### Records supplied
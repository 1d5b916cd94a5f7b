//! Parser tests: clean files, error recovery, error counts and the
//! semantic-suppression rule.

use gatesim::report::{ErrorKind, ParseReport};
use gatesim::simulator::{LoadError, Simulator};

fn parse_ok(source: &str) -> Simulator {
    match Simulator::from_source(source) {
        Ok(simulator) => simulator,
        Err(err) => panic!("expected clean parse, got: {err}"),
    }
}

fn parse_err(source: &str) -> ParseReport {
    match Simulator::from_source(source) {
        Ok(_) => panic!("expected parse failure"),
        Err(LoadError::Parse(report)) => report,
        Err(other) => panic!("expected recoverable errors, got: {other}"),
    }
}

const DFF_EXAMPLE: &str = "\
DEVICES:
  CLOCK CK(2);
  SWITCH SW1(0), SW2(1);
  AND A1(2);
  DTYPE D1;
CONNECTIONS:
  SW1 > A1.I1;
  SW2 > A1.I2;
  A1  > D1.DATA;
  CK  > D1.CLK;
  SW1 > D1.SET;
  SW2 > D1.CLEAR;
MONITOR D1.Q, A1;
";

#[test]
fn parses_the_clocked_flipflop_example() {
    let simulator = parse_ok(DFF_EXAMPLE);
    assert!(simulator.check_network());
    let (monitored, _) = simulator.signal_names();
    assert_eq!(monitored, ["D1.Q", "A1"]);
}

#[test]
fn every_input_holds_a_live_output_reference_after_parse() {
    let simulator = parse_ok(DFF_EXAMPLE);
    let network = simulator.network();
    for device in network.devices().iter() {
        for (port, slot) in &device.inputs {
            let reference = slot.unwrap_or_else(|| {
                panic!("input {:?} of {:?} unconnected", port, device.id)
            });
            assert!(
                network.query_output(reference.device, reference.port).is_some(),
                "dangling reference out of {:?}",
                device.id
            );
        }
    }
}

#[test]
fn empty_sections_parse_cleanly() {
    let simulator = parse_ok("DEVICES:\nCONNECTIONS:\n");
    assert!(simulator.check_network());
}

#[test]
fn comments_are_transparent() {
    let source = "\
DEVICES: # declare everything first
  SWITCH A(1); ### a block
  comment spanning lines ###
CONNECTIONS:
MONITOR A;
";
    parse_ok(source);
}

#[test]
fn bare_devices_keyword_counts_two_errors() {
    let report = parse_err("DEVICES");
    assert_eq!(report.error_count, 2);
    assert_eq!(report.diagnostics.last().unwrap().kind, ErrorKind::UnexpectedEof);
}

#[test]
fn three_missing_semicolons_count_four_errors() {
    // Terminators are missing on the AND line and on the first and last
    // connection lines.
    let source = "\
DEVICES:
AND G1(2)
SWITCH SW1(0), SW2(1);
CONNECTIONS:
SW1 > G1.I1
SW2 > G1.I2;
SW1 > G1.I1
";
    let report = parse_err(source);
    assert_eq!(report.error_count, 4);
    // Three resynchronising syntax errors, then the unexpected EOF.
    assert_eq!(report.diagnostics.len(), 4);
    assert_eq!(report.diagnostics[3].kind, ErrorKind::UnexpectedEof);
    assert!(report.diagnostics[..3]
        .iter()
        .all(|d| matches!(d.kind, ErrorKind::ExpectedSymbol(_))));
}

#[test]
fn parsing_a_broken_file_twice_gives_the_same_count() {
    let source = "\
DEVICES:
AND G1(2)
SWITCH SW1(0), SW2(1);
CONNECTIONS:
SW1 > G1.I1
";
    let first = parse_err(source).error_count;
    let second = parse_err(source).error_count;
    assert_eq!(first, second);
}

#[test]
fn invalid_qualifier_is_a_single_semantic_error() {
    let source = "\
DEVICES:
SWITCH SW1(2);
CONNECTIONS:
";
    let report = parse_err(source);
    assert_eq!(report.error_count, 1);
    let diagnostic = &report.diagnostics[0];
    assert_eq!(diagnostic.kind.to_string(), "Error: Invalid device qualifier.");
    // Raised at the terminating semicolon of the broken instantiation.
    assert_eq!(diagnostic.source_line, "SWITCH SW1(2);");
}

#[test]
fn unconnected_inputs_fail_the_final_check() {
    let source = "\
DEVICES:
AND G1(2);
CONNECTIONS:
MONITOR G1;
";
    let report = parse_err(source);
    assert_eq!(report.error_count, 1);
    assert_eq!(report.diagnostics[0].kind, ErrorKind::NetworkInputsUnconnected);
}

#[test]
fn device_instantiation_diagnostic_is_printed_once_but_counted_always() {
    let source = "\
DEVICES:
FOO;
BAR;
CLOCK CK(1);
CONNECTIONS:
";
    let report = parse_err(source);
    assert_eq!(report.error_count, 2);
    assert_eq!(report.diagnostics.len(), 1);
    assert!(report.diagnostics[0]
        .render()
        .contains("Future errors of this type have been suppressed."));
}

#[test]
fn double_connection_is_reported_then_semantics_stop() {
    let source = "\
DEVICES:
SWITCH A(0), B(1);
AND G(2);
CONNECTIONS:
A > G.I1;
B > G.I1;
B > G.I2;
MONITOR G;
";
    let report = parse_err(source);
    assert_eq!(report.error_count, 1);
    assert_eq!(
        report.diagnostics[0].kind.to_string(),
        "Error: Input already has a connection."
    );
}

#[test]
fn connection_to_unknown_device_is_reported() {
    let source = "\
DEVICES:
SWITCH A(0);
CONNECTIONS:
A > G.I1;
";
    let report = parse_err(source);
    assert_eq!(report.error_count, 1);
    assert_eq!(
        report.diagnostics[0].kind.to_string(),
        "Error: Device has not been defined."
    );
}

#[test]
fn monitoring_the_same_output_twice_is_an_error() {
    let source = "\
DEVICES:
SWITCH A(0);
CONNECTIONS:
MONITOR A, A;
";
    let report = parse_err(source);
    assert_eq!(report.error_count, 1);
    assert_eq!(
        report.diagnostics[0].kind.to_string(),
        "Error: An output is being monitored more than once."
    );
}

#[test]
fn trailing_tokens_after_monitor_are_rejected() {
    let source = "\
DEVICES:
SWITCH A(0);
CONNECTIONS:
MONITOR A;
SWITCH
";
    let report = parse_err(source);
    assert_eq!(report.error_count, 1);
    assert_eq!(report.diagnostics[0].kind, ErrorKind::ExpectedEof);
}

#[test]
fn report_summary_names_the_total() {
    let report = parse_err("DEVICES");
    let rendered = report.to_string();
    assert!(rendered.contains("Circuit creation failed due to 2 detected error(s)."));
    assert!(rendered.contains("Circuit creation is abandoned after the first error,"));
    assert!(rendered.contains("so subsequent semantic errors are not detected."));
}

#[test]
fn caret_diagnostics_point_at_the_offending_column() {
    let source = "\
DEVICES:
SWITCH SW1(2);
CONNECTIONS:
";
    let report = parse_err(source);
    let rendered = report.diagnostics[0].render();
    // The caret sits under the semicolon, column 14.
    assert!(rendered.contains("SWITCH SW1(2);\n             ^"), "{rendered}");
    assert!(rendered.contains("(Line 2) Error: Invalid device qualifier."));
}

### Exercise
Each line in which the string "LoadError" is found must be copied from the data.

### Solved problem
use gatesim::simulator::{LoadError, Simulator};
        Err(LoadError::Parse(report)) => report,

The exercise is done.